Stored items:
══════════════════════════════
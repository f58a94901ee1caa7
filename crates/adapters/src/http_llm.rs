//! A minimal OpenAI-compatible [`LlmClient`]. The actual model/provider
//! integration is out of scope for this crate; this is a thin reference
//! implementation of the trait boundary, grounded on
//! `querymt-querymt/crates/providers/openai`'s request/response shape
//! without its plugin machinery.

use crate::llm::{ChatMessage, CompletionChunk, LlmClient, MessageRole};
use async_trait::async_trait;
use dagctl_core::OrchestratorError;
use serde::{Deserialize, Serialize};
use tokio::sync::mpsc;

fn role_str(role: &MessageRole) -> &'static str {
    match role {
        MessageRole::System => "system",
        MessageRole::User => "user",
        MessageRole::Assistant => "assistant",
        MessageRole::Tool => "tool",
    }
}

#[derive(Serialize)]
struct ChatRequest<'a> {
    model: &'a str,
    messages: Vec<WireMessage<'a>>,
    stream: bool,
}

#[derive(Serialize)]
struct WireMessage<'a> {
    role: &'a str,
    content: &'a str,
}

#[derive(Deserialize)]
struct ChatResponse {
    choices: Vec<Choice>,
}

#[derive(Deserialize)]
struct Choice {
    message: ResponseMessage,
}

#[derive(Deserialize)]
struct ResponseMessage {
    content: Option<String>,
}

/// Calls a configured OpenAI-compatible `/chat/completions` endpoint.
/// Streaming is implemented by completing the full response, then
/// replaying it as word-sized chunks: the wire protocol's SSE delta
/// framing is a provider-specific detail out of scope here.
pub struct HttpLlmClient {
    client: reqwest::Client,
    base_url: String,
    api_key: String,
    model: String,
}

impl HttpLlmClient {
    pub fn new(base_url: impl Into<String>, api_key: impl Into<String>, model: impl Into<String>) -> Self {
        Self { client: reqwest::Client::new(), base_url: base_url.into(), api_key: api_key.into(), model: model.into() }
    }

    /// Build from the standard `OPENAI_BASE_URL` / `OPENAI_API_KEY` /
    /// `OPENAI_MODEL` environment variables, defaulting the base url and
    /// model to common values.
    pub fn from_env() -> Self {
        let base_url = std::env::var("OPENAI_BASE_URL").unwrap_or_else(|_| "https://api.openai.com/v1".to_string());
        let api_key = std::env::var("OPENAI_API_KEY").unwrap_or_default();
        let model = std::env::var("OPENAI_MODEL").unwrap_or_else(|_| "gpt-4o-mini".to_string());
        Self::new(base_url, api_key, model)
    }
}

#[async_trait]
impl LlmClient for HttpLlmClient {
    async fn complete(&self, messages: &[ChatMessage]) -> Result<String, OrchestratorError> {
        let wire: Vec<WireMessage> = messages.iter().map(|m| WireMessage { role: role_str(&m.role), content: &m.content }).collect();
        let request = ChatRequest { model: &self.model, messages: wire, stream: false };

        let response = self
            .client
            .post(format!("{}/chat/completions", self.base_url))
            .bearer_auth(&self.api_key)
            .json(&request)
            .send()
            .await
            .map_err(|e| OrchestratorError::ToolFailure { tool: "llm".to_string(), message: format!("request failed: {e}") })?;

        if !response.status().is_success() {
            return Err(OrchestratorError::ToolFailure { tool: "llm".to_string(), message: format!("returned status {}", response.status()) });
        }

        let body: ChatResponse = response.json().await.map_err(|e| OrchestratorError::ToolFailure { tool: "llm".to_string(), message: format!("response decode failed: {e}") })?;

        Ok(body.choices.into_iter().next().and_then(|c| c.message.content).unwrap_or_default())
    }

    async fn stream(&self, messages: &[ChatMessage], tx: mpsc::Sender<CompletionChunk>) -> Result<(), OrchestratorError> {
        let full = self.complete(messages).await?;
        for word in full.split_whitespace() {
            if tx.send(CompletionChunk { delta: format!("{word} "), done: false }).await.is_err() {
                return Ok(());
            }
        }
        let _ = tx.send(CompletionChunk { delta: String::new(), done: true }).await;
        Ok(())
    }
}
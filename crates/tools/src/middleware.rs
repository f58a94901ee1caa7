//! Tool-call middleware chain: observers invoked around every tool call,
//! used to forward sub-agent activity onto the Event Bus without coupling
//! the scheduler to it directly. Grounded on
//! `original_source/agent/middleware/subagent_monitor.py`'s
//! `SubAgentToolMonitor` (step counter, truncated-result callback,
//! exceptions swallowed so a broken observer never fails the call).

use dagctl_core::tool_call::RESULT_PREVIEW_CHARS;
use serde_json::Value;
use std::sync::atomic::{AtomicUsize, Ordering};
use tracing::warn;

/// An observer notified before and after every tool call. Implementations
/// must not panic; any error should be logged and swallowed.
pub trait ToolMiddleware: Send + Sync {
    fn before_call(&self, _step: usize, _tool: &str, _params: &Value) {}
    fn after_call(&self, _step: usize, _tool: &str, _result_preview: &str) {}
}

/// Runs a list of middlewares in order, assigning each call a
/// monotonically increasing step number.
#[derive(Default)]
pub struct MiddlewareChain {
    middlewares: Vec<Box<dyn ToolMiddleware>>,
    step: AtomicUsize,
}

impl MiddlewareChain {
    pub fn new() -> Self {
        Self { middlewares: Vec::new(), step: AtomicUsize::new(0) }
    }

    pub fn add(&mut self, middleware: Box<dyn ToolMiddleware>) {
        self.middlewares.push(middleware);
    }

    /// Notify all middlewares that a call is about to run, returning the
    /// step index assigned to it.
    pub fn notify_before(&self, tool: &str, params: &Value) -> usize {
        let step = self.step.fetch_add(1, Ordering::SeqCst);
        for mw in &self.middlewares {
            mw.before_call(step, tool, params);
        }
        step
    }

    pub fn notify_after(&self, step: usize, tool: &str, result: &Value) {
        let preview = truncate_preview(&result.to_string());
        for mw in &self.middlewares {
            mw.after_call(step, tool, &preview);
        }
    }
}

fn truncate_preview(text: &str) -> String {
    if text.chars().count() > RESULT_PREVIEW_CHARS {
        text.chars().take(RESULT_PREVIEW_CHARS).collect()
    } else {
        text.to_string()
    }
}

/// A mutable, atomically-swappable callback holder so one long-lived
/// middleware instance can forward to whichever turn is currently
/// streaming. Mirrors `SubAgentCallbackHolder`.
pub struct CallbackHolder<F: ?Sized> {
    callback: parking_lot::Mutex<Option<Box<F>>>,
}

impl<F: ?Sized> Default for CallbackHolder<F> {
    fn default() -> Self {
        Self { callback: parking_lot::Mutex::new(None) }
    }
}

impl<F: ?Sized> CallbackHolder<F> {
    pub fn new() -> Self {
        Self::default()
    }

    pub fn set(&self, callback: Box<F>) {
        *self.callback.lock() = Some(callback);
    }

    pub fn clear(&self) {
        *self.callback.lock() = None;
    }

    pub fn is_set(&self) -> bool {
        self.callback.lock().is_some()
    }
}

impl CallbackHolder<dyn Fn(usize, &str, &str) + Send + Sync> {
    /// Invoke the current callback if set. Errors from the callback are
    /// logged and swallowed, matching the original's broad `except`.
    pub fn invoke(&self, step: usize, tool: &str, preview: &str) {
        if let Some(cb) = self.callback.lock().as_ref() {
            let result = std::panic::catch_unwind(std::panic::AssertUnwindSafe(|| cb(step, tool, preview)));
            if result.is_err() {
                warn!(tool, step, "sub-agent callback panicked, swallowing");
            }
        }
    }
}

#[cfg(test)]
mod tests {
    use super::*;
    use std::sync::atomic::AtomicUsize as StdAtomicUsize;
    use std::sync::Arc;

    struct CountingMiddleware {
        before_count: Arc<StdAtomicUsize>,
        after_count: Arc<StdAtomicUsize>,
    }

    impl ToolMiddleware for CountingMiddleware {
        fn before_call(&self, _step: usize, _tool: &str, _params: &Value) {
            self.before_count.fetch_add(1, Ordering::SeqCst);
        }

        fn after_call(&self, _step: usize, _tool: &str, _result_preview: &str) {
            self.after_count.fetch_add(1, Ordering::SeqCst);
        }
    }

    #[test]
    fn step_counter_increments_per_call() {
        let chain = MiddlewareChain::new();
        let s0 = chain.notify_before("query_database", &Value::Null);
        let s1 = chain.notify_before("query_database", &Value::Null);
        assert_eq!(s0, 0);
        assert_eq!(s1, 1);
    }

    #[test]
    fn middlewares_are_all_notified() {
        let mut chain = MiddlewareChain::new();
        let before = Arc::new(StdAtomicUsize::new(0));
        let after = Arc::new(StdAtomicUsize::new(0));
        chain.add(Box::new(CountingMiddleware { before_count: before.clone(), after_count: after.clone() }));

        let step = chain.notify_before("t", &Value::Null);
        chain.notify_after(step, "t", &Value::String("ok".into()));

        assert_eq!(before.load(Ordering::SeqCst), 1);
        assert_eq!(after.load(Ordering::SeqCst), 1);
    }

    #[test]
    fn callback_holder_swap_and_clear() {
        let holder: CallbackHolder<dyn Fn(usize, &str, &str) + Send + Sync> = CallbackHolder::new();
        assert!(!holder.is_set());
        holder.set(Box::new(|_step, _tool, _preview| {}));
        assert!(holder.is_set());
        holder.invoke(0, "t", "preview");
        holder.clear();
        assert!(!holder.is_set());
    }
}
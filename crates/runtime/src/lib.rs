//! Agent turn runtime: event bus, history compaction, privilege gate,
//! plan gate, and the turn state machine that ties them together.

pub mod compactor;
pub mod event_bus;
pub mod history;
pub mod plan_gate;
pub mod privilege_gate;
pub mod runtime;
pub mod subagent_monitor;

pub use compactor::Compactor;
pub use event_bus::EventBus;
pub use history::{ConversationHistory, HistoryConfig};
pub use plan_gate::PlanGate;
pub use privilege_gate::{ConfirmationOutcome, PrivilegeGate};
pub use runtime::{AgentRuntime, AgentRuntimeConfig};
pub use subagent_monitor::SubAgentToolMonitor;
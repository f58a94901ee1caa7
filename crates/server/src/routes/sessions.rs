//! `/api/sessions` (spec §6): session lifecycle and export directory
//! listing/preview/download. Grounded on
//! `original_source/api/routes/sessions.py`'s `get_exports`/`preview_export`/
//! `download_export`.

use crate::error::ApiError;
use crate::state::AppState;
use axum::body::Body;
use axum::extract::{Path, Query, State};
use axum::http::header;
use axum::response::{IntoResponse, Response};
use axum::Json;
use dagctl_core::OrchestratorError;
use serde::{Deserialize, Serialize};
use std::sync::Arc;

#[derive(Deserialize)]
pub struct CreateSessionBody {
    #[serde(default)]
    pub id: Option<String>,
}

#[derive(Serialize)]
pub struct SessionView {
    pub id: String,
    pub sandbox_name: String,
    pub sandbox_available: bool,
}

pub async fn create_session(State(state): State<Arc<AppState>>, Json(body): Json<CreateSessionBody>) -> Result<Json<SessionView>, ApiError> {
    let session = state.sessions.create(body.id)?;
    Ok(Json(SessionView {
        id: session.id.as_str().to_string(),
        sandbox_name: session.sandbox_name(),
        sandbox_available: session.is_sandbox_available(),
    }))
}

pub async fn list_sessions(State(state): State<Arc<AppState>>) -> Json<Vec<String>> {
    Json(state.sessions.ids())
}

pub async fn delete_session(State(state): State<Arc<AppState>>, Path(id): Path<String>) -> Json<bool> {
    match state.sessions.get(&id) {
        Some(session) => {
            state.sessions.cleanup(&session);
            Json(true)
        }
        None => Json(false),
    }
}

#[derive(Deserialize)]
pub struct SessionQuery {
    pub session_id: String,
}

fn find_session(state: &AppState, session_id: &str) -> Result<Arc<dagctl_core::Session>, ApiError> {
    state
        .sessions
        .get(session_id)
        .ok_or_else(|| ApiError(OrchestratorError::SessionInitFailed(format!("unknown session {session_id}"))))
}

fn sanitize_filename(name: &str) -> Option<String> {
    let base = std::path::Path::new(name).file_name()?.to_str()?.to_string();
    if base.is_empty() || base == "." || base == ".." {
        return None;
    }
    Some(base)
}

pub async fn list_exports(State(state): State<Arc<AppState>>, Query(q): Query<SessionQuery>) -> Result<Json<Vec<String>>, ApiError> {
    let session = find_session(&state, &q.session_id)?;
    let entries = session.list_exports().map_err(|e| ApiError(OrchestratorError::ConfigError(e.to_string())))?;
    Ok(Json(entries.into_iter().map(|p| p.display().to_string()).collect()))
}

#[derive(Deserialize)]
pub struct PreviewQuery {
    pub session_id: String,
    #[serde(default)]
    pub max_rows: Option<usize>,
}

#[derive(Serialize)]
pub struct ExportPreview {
    pub filename: String,
    pub total_lines: usize,
    pub preview_lines: Vec<String>,
    pub truncated: bool,
}

pub async fn preview_export(
    State(state): State<Arc<AppState>>,
    Path(filename): Path<String>,
    Query(q): Query<PreviewQuery>,
) -> Result<Json<ExportPreview>, ApiError> {
    let session = find_session(&state, &q.session_id)?;
    let Some(filename) = sanitize_filename(&filename) else {
        return Err(ApiError(OrchestratorError::ConfigError("unsafe filename".into())));
    };
    let path = session.export_dir.join(&filename);
    let content = std::fs::read_to_string(&path).map_err(|e| ApiError(OrchestratorError::ConfigError(format!("cannot read {filename}: {e}"))))?;

    let max_rows = q.max_rows.unwrap_or(10).max(1);
    let all_lines: Vec<&str> = content.lines().collect();
    let total_lines = all_lines.len();
    let preview_lines = all_lines.iter().take(max_rows).map(|s| s.to_string()).collect();

    Ok(Json(ExportPreview { filename, total_lines, preview_lines, truncated: total_lines > max_rows }))
}

pub async fn download_export(
    State(state): State<Arc<AppState>>,
    Path(filename): Path<String>,
    Query(q): Query<SessionQuery>,
) -> Result<Response, ApiError> {
    let session = find_session(&state, &q.session_id)?;
    let Some(filename) = sanitize_filename(&filename) else {
        return Err(ApiError(OrchestratorError::ConfigError("unsafe filename".into())));
    };
    let path = session.export_dir.join(&filename);
    let bytes = std::fs::read(&path).map_err(|e| ApiError(OrchestratorError::ConfigError(format!("cannot read {filename}: {e}"))))?;

    Ok((
        [
            (header::CONTENT_TYPE, "application/octet-stream".to_string()),
            (header::CONTENT_DISPOSITION, format!("attachment; filename=\"{filename}\"")),
        ],
        Body::from(bytes),
    )
        .into_response())
}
══════════════════════════════
### Exercise details:
Starting with the first line above and ending with the line that holds "use tokio::sync::mpsc;", restate each line word for word and add nothing else.

### Solution to this problem:
repository f58a94901ee1caa7
filename crates/adapters/src/http_llm.rs
//! A minimal OpenAI-compatible [`LlmClient`]. The actual model/provider
//! integration is out of scope for this crate; this is a thin reference
//! implementation of the trait boundary, grounded on
//! `querymt-querymt/crates/providers/openai`'s request/response shape
//! without its plugin machinery.

use crate::llm::{ChatMessage, CompletionChunk, LlmClient, MessageRole};
use async_trait::async_trait;
use dagctl_core::OrchestratorError;
use serde::{Deserialize, Serialize};
use tokio::sync::mpsc;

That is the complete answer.